What the task requires :: Produce a copy of every line in the records that holds the string "assert".

*** Opening Supplied information ***

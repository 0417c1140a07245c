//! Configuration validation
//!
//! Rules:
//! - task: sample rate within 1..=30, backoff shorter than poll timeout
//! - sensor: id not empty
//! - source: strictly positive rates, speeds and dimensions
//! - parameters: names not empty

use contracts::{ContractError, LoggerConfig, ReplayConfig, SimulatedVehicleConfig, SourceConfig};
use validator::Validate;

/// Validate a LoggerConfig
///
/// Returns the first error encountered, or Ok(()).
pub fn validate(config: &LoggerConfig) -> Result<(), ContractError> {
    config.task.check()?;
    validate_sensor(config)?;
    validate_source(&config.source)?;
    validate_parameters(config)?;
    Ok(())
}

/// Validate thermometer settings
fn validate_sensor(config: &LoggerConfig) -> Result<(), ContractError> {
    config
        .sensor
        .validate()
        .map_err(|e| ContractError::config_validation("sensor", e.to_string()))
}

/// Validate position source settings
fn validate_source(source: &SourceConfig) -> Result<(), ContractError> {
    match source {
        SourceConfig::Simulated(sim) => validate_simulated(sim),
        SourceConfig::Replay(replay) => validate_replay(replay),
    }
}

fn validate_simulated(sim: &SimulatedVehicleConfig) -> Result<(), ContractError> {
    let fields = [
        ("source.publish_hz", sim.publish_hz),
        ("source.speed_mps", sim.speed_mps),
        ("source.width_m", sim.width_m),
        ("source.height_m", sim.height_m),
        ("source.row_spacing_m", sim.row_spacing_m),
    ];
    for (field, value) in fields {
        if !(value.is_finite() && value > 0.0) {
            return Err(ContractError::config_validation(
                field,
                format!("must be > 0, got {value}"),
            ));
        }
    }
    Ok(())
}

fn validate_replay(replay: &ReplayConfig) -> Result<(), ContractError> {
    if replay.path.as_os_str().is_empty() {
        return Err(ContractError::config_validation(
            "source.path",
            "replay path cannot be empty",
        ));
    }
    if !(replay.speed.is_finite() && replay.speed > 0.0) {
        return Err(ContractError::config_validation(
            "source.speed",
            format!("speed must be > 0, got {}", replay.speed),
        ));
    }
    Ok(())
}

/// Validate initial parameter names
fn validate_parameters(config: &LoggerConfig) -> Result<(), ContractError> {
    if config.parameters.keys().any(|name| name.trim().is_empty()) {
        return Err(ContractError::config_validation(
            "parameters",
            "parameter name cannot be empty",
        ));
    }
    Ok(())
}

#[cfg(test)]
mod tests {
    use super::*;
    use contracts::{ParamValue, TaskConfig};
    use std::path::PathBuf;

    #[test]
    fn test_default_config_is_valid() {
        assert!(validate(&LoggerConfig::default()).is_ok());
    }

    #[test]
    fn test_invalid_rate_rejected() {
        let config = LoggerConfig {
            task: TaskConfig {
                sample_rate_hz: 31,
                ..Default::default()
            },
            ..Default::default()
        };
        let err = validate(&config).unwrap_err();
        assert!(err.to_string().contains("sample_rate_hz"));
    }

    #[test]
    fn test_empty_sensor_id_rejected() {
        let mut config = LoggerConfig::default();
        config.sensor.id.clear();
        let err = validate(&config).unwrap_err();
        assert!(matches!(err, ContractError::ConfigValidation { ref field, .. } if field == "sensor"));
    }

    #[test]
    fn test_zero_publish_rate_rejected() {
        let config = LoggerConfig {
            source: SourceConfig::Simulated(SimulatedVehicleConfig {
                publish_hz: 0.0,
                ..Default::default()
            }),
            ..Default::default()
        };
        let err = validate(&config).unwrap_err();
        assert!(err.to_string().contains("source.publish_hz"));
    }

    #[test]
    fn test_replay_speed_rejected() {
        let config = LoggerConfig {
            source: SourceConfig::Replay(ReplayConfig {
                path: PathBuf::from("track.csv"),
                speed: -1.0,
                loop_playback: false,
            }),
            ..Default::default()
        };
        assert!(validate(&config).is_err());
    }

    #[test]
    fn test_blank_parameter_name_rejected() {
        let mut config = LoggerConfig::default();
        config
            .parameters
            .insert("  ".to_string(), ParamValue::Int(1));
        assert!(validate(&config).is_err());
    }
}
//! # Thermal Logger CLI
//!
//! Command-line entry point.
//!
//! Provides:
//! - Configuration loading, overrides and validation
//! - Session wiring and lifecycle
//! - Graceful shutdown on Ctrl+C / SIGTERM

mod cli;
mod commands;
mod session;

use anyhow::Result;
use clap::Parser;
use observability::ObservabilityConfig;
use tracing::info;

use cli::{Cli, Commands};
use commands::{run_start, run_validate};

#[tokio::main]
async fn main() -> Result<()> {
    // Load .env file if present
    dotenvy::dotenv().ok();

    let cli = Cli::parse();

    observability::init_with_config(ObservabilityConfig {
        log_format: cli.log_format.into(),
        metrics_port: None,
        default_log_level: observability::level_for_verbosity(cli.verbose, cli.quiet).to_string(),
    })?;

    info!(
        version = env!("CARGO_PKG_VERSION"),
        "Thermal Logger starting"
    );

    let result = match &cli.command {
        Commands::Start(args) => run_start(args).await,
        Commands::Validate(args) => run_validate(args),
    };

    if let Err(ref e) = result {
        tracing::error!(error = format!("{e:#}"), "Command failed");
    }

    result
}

*** Closing Supplied information ***

Exercise solution ::
        assert!(validate(&LoggerConfig::default()).is_ok());
        assert!(err.to_string().contains("sample_rate_hz"));
        assert!(matches!(err, ContractError::ConfigValidation { ref field, .. } if field == "sensor"));
        assert!(err.to_string().contains("source.publish_hz"));
        assert!(validate(&config).is_err());
        assert!(validate(&config).is_err());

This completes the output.